Ia berlari menuju gerbang sekolah, menerjang tirai hujan bersama anak-anak lainnya. Basah. Ia memeluk dirinya sendiri. Hawa dingin merasuk menyelimuti tubuhnya. Beruntung, mobil jemputannya telah siap beberapa lama kemudian. Cilla berlari kecil dan segera memasuki mobilnya.
“Bunda…?”

Sang bunda membalas panggilan Cilla dengan sesimpul senyum.
“Ini, bunda bawakan handuk dan jaket untukmu. Bunda tahu kamu pasti kedinginan.”
“Terima kasih, bunda. Bunda habis dari mana?
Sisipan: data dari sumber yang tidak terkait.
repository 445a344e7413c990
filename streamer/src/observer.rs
use std::panic::{self, AssertUnwindSafe};
use std::sync::Arc;

use camwatch_common::frame::{Frame, MetricsSample};
use tokio::sync::mpsc;
use tracing::warn;

/// Receiver of session notifications.
///
/// Every method is called synchronously on the session's worker task, in
/// stream order. Implementations that need another execution context must
/// hand the data off themselves.
pub trait StreamObserver: Send + Sync {
    /// A complete JPEG frame was extracted from the stream.
    fn on_frame(&self, _frame: &Frame) {}

    /// Change measurement for every frame after the first.
    fn on_metrics(&self, _sample: MetricsSample) {}

    /// Motion crossed the ratio threshold with the cooldown elapsed.
    fn on_motion(&self) {}

    /// Transport failure (ends the session) or per-frame failure (does not).
    fn on_error(&self, _message: &str) {}
}

#[derive(Debug, Clone, PartialEq)]
pub enum StreamEvent {
    Frame(Frame),
    Metrics(MetricsSample),
    Motion,
    Error(String),
}

/// Forwards notifications into an unbounded channel.
pub struct ChannelObserver {
    tx: mpsc::UnboundedSender<StreamEvent>,
}

impl ChannelObserver {
    pub fn new() -> (Self, mpsc::UnboundedReceiver<StreamEvent>) {
        let (tx, rx) = mpsc::unbounded_channel();
        (Self { tx }, rx)
    }

    fn send(&self, event: StreamEvent) {
        // Receiver gone means nobody is listening any more.
        let _ = self.tx.send(event);
    }
}

impl StreamObserver for ChannelObserver {
    fn on_frame(&self, frame: &Frame) {
        self.send(StreamEvent::Frame(frame.clone()));
    }

    fn on_metrics(&self, sample: MetricsSample) {
        self.send(StreamEvent::Metrics(sample));
    }

    fn on_motion(&self) {
        self.send(StreamEvent::Motion);
    }

    fn on_error(&self, message: &str) {
        self.send(StreamEvent::Error(message.to_string()));
    }
}

/// Delivers notifications to an observer, isolating the worker from
/// panics raised inside observer callbacks.
#[derive(Clone)]
pub(crate) struct Notifier {
    observer: Arc<dyn StreamObserver>,
}

impl Notifier {
    pub(crate) fn new(observer: Arc<dyn StreamObserver>) -> Self {
        Self { observer }
    }

    pub(crate) fn frame(&self, frame: &Frame) {
        self.dispatch("frame", |o| o.on_frame(frame));
    }

    pub(crate) fn metrics(&self, sample: MetricsSample) {
        self.dispatch("metrics", |o| o.on_metrics(sample));
    }

    pub(crate) fn motion(&self) {
        self.dispatch("motion", |o| o.on_motion());
    }

    pub(crate) fn error(&self, message: &str) {
        self.dispatch("error", |o| o.on_error(message));
    }

    fn dispatch(&self, kind: &'static str, f: impl FnOnce(&dyn StreamObserver)) {
        let observer = self.observer.as_ref();
        if panic::catch_unwind(AssertUnwindSafe(|| f(observer))).is_err() {
            warn!(kind, "observer panicked, notification dropped");
        }
    }
}
// src/core/engine.rs
use crate::core::fetcher::SnapshotFetcher;
use crate::core::stats::TrackedStatistics;
use crate::types::{Interval, InstrumentView, Trigger};
use anyhow::Result;
use std::sync::Arc;
use tokio::sync::{mpsc, watch};
use tracing::{debug, error, info, warn};

/// Drives one instrument: every trigger runs fetch -> reconcile -> classify ->
/// publish to completion before the next trigger is taken, so fetches for an
/// instrument never overlap.
pub struct InstrumentEngine {
    id: String,
    name: String,
    fetcher: SnapshotFetcher,
    stats: TrackedStatistics,
    trigger_receiver: mpsc::Receiver<Trigger>,
    interval_sender: Arc<watch::Sender<Interval>>,
    interval_receiver: watch::Receiver<Interval>,
    view_sender: watch::Sender<InstrumentView>,
    fetch_on_start: bool,
}

impl InstrumentEngine {
    pub fn new(
        id: impl Into<String>,
        name: impl Into<String>,
        fetcher: SnapshotFetcher,
        initial_interval: Interval,
        trigger_receiver: mpsc::Receiver<Trigger>,
        fetch_on_start: bool,
    ) -> Self {
        let (interval_sender, interval_receiver) = watch::channel(initial_interval.clone());
        let stats = TrackedStatistics::new(initial_interval);
        let (view_sender, _) = watch::channel(InstrumentView::default());
        let engine = Self {
            id: id.into(),
            name: name.into(),
            fetcher,
            stats,
            trigger_receiver,
            interval_sender: Arc::new(interval_sender),
            interval_receiver,
            view_sender,
            fetch_on_start,
        };
        engine.publish();
        engine
    }

    pub fn subscribe_view(&self) -> watch::Receiver<InstrumentView> {
        self.view_sender.subscribe()
    }

    /// Latest-wins slot for interval requests from the presentation layer.
    pub fn interval_selector(&self) -> Arc<watch::Sender<Interval>> {
        Arc::clone(&self.interval_sender)
    }

    #[cfg(test)]
    pub fn statistics(&self) -> &TrackedStatistics {
        &self.stats
    }

    fn view(&self) -> InstrumentView {
        InstrumentView {
            instrument: self.id.clone(),
            name: self.name.clone(),
            status: self.stats.status(),
            selected_interval: Some(self.stats.selected_interval.clone()),
            data: self.stats.series.clone(),
            daily_statistics: self.stats.current,
            previous: self.stats.previous,
            trends: self.stats.trends,
            indicators: self.stats.trends.into(),
        }
    }

    fn publish(&self) {
        self.view_sender.send_replace(self.view());
    }

    /// Fetches with the selected interval and applies the result. Failures are
    /// logged and leave every tracked field as it was.
    pub async fn refresh(&mut self) -> bool {
        let interval = self.stats.selected_interval.clone();
        match self.fetcher.fetch(&interval).await {
            Ok(snapshot) => {
                self.stats.apply(snapshot);
                self.publish();
                debug!(
                    "{} [{}] updated: {:?} trends {:?}",
                    self.id, interval, self.stats.current, self.stats.trends
                );
                true
            }
            Err(e) => {
                error!("Fetch {} [{}] failed: {}", self.id, interval, e);
                false
            }
        }
    }

    /// Changes the window and fetches it once. Re-selecting the current window
    /// or an unsupported one does nothing.
    pub async fn select_interval(&mut self, interval: Interval) -> bool {
        if interval == self.stats.selected_interval {
            debug!("{} already on interval {}", self.id, interval);
            return false;
        }
        if !self.fetcher.supports(&interval) {
            warn!(
                "{}: interval {} rejected, supported: {:?}",
                self.id,
                interval,
                self.fetcher.supported_intervals()
            );
            return false;
        }

        info!(
            "{}: interval {} -> {}",
            self.id, self.stats.selected_interval, interval
        );
        self.stats.selected_interval = interval;
        self.publish();
        self.refresh().await
    }

    pub async fn on_data_changed(&mut self) -> bool {
        debug!("{}: push signal received", self.id);
        self.refresh().await
    }

    pub async fn handle_trigger(&mut self, trigger: Trigger) -> bool {
        match trigger {
            Trigger::DataChanged => self.on_data_changed().await,
            Trigger::Poll => self.refresh().await,
        }
    }

    pub async fn run(mut self) -> Result<()> {
        info!(
            "Engine starting for {} on interval {}",
            self.id, self.stats.selected_interval
        );
        if self.fetch_on_start {
            self.refresh().await;
        }

        loop {
            tokio::select! {
                biased;
                Ok(()) = self.interval_receiver.changed() => {
                    let interval = self.interval_receiver.borrow_and_update().clone();
                    self.select_interval(interval).await;
                }
                trigger = self.trigger_receiver.recv() => match trigger {
                    Some(trigger) => {
                        self.handle_trigger(trigger).await;
                    }
                    None => break,
                },
            }
        }

        info!("Trigger channel closed, engine for {} stopped", self.id);
        Ok(())
    }
}

/// What the presentation layer holds for one instrument: a read side, the
/// interval slot, and the trigger queue for manual refreshes.
///
/// Interval requests overwrite each other until the engine picks one up, so
/// a burst of selections ends in one fetch for the last of them and none is
/// lost to a full queue.
#[derive(Clone)]
pub struct InstrumentHandle {
    pub id: String,
    pub supported_intervals: Vec<Interval>,
    trigger_sender: mpsc::Sender<Trigger>,
    interval_sender: Arc<watch::Sender<Interval>>,
    view_receiver: watch::Receiver<InstrumentView>,
}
Tak biasanya Bunda ikut menjemput Cilla.”
“Bunda hanya ingin menjemput kamu, sayang... Boleh kan?”
“Pasti boleh dong… Bunda, Cilla kangen ayah…”

Sang Bunda hanya terdiam dan memandangi putri semata wayangnya itu. Terhenyak dengan ucapan putrinya itu, segera saja sang Bunda menarik Cilla ke pelukannya. Belaian lembut sang Bunda membuat Cilla sedikit tenang. Tak terasa bulir air mata mulai mengalir perlahan.
“Iya sayang, bunda mengerti…”
“Bunda, boleh Cilla mendengar cerita masa kecil Cilla saat terakhir bersama Ayah? Cilla ingin mendengarnya lagi.”
“Boleh sayang… Begini ceritanya…”
“8 tahun lalu Cilla masih belum mengerti banyak hal. Hingga sore itu, menjadi hari terindah sekaligus hari terakhir kita bersama Ayah.” Sang Bunda memulai ceritanya. “Sore itu, Cilla sedang bermain bersama Ayah dan Bunda di sebuah taman kota. Udaranya begitu sejuk, di bawah pohon nan rindang, Cilla bermanja-manja pada ayah dan bunda.
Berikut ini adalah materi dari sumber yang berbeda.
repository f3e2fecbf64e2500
// src/core/stats.rs
use crate::core::trend::update_trends;
use crate::types::{
    DailyStatistics, EngineStatus, Interval, MetricTrends, PreviousStatistics, PricePoint,
    Snapshot,
};

/// Per-instrument state kept for the lifetime of a dashboard session.
#[derive(Debug, Clone, PartialEq)]
pub struct TrackedStatistics {
    pub selected_interval: Interval,
    pub series: Vec<PricePoint>,
    pub current: Option<DailyStatistics>,
    pub previous: PreviousStatistics,
    pub trends: MetricTrends,
}

impl TrackedStatistics {
    pub fn new(selected_interval: Interval) -> Self {
        Self {
            selected_interval,
            series: Vec::new(),
            current: None,
            previous: PreviousStatistics::default(),
            trends: MetricTrends::default(),
        }
    }

    pub fn status(&self) -> EngineStatus {
        match self.current {
            Some(_) => EngineStatus::Ready,
            None => EngineStatus::Uninitialized,
        }
    }

    /// Shifts `current` into `previous`, then installs the snapshot. The order
    /// matters: classification compares against the pre-update triple.
    pub fn reconcile(&mut self, snapshot: Snapshot) {
        self.previous = self
            .current
            .map(PreviousStatistics::from)
            .unwrap_or_default();
        self.current = Some(snapshot.statistics);
        self.series = snapshot.series;
    }

    pub fn classify(&mut self) {
        update_trends(&mut self.trends, self.current.as_ref(), &self.previous);
    }

    /// Reconcile and classify as one step; callers never observe the state
    /// between the two.
    pub fn apply(&mut self, snapshot: Snapshot) {
        self.reconcile(snapshot);
        self.classify();
    }
}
Tiba-tiba sebuah burung merpati berbulu putih bersih hinggap di depan kita. Merpati tersebut mematuk remah-remah roti yang di buang Cilla. Cilla termenung sambil tersenyum memperhatikan merpati tersebut. Tiba-tiba, Bunda membelai lembut rambutnya dan berkata “Cilla sedang memperhatikan apa sayang?” Cilla yang polos pun menjawab “Cilla sedang memperhatikan burung itu bunda, burungnya cantik”. Sang Bunda hanya tersenyum melihat tingkah polos anaknya tersebut. Lalu, kembali duduk di tepi pohon.
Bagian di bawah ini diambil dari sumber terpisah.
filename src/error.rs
// src/error.rs
use thiserror::Error;

/// The response arrived but did not have the expected shape.
#[derive(Error, Debug)]
pub enum MalformedPayloadError {
    #[error("response body is empty")]
    EmptyBody,

    #[error("invalid snapshot payload: {0}")]
    Json(#[from] serde_json::Error),

    #[error("unparseable timestamp {0:?}")]
    Timestamp(String),
}

/// Anything that stops a fetch from producing a snapshot. Caught at the engine
/// boundary, logged, and never allowed to touch tracked state.
#[derive(Error, Debug)]
pub enum FetchError {
    #[error("transport error: {0}")]
    Transport(#[from] reqwest::Error),

    #[error("invalid request url: {0}")]
    Url(#[from] url::ParseError),

    #[error("failed to encode query: {0}")]
    Query(#[from] serde_urlencoded::ser::Error),

    #[error("server responded with status {status}")]
    Status { status: u16 },

    #[error("malformed payload: {0}")]
    Malformed(#[from] MalformedPayloadError),

    #[error("interval {0:?} is not supported")]
    UnsupportedInterval(String),
}
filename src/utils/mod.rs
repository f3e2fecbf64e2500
pub mod precision;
Cilla menghadap belakang, Cilla lalu bertanya pada Ayah. “Ayah, itu burung apa?” sambil menunjuk ke arah burung merpati tersebut. Ayah tersenyum, lalu menjawab “Itu namanya burung merpati sayang”. Semakin lama, merpati itu tambah banyak. Remah-remah roti pun hampir habis. Cilla berlari ke arah ayah dan bunda.
“Ayah, Bunda.. Cilla ingin meminta rotinya, namun jangan pakai selai ya? Hanya rotinya saja” Ucap Cilla malu-malu sembari menekuk kedua tangannya ke belakang dan menggoyang-goyangkan badannya. “Untuk apa sayang? Bukannya Cilla lebih suka makan roti pakai selai” Bundanya menatap heran. “Itu…” Jawab Cilla polos dan menunjuk ke arah kerumunan merpati-merpati putih.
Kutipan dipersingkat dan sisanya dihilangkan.